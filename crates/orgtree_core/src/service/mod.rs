//! Core use-case services.
//!
//! # Responsibility
//! - Orchestrate repository reads, hierarchy components and publishing into
//!   request-level APIs.
//! - Keep CLI and other callers decoupled from storage details.

pub mod entity_service;
//! Department entity domain model.
//!
//! # Responsibility
//! - Define the entity, relationship and ancestry shapes shared by the
//!   repository, hierarchy and service layers.
//! - Keep update semantics as a pure merge over immutable snapshots.
//!
//! # Invariants
//! - Every entity is identified by a stable non-nil `EntityId`.
//! - Relationships are never removed, only flipped to inactive.
//! - Parent links should form a forest; readers must not trust this.

pub mod ancestry;
pub mod entity;
pub mod relationship;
○ ○ ○ ○
**Task requirements:** Copy each of the records above so that nothing differs from the original.

**Task answer:**
filename crates/orgtree_core/src/service/mod.rs
//! Core use-case services.
//!
//! # Responsibility
//! - Orchestrate repository reads, hierarchy components and publishing into
//!   request-level APIs.
//! - Keep CLI and other callers decoupled from storage details.

pub mod entity_service;
//! Department entity domain model.
//!
//! # Responsibility
//! - Define the entity, relationship and ancestry shapes shared by the
//!   repository, hierarchy and service layers.
//! - Keep update semantics as a pure merge over immutable snapshots.
//!
//! # Invariants
//! - Every entity is identified by a stable non-nil `EntityId`.
//! - Relationships are never removed, only flipped to inactive.
//! - Parent links should form a forest; readers must not trust this.

pub mod ancestry;
pub mod entity;
pub mod relationship;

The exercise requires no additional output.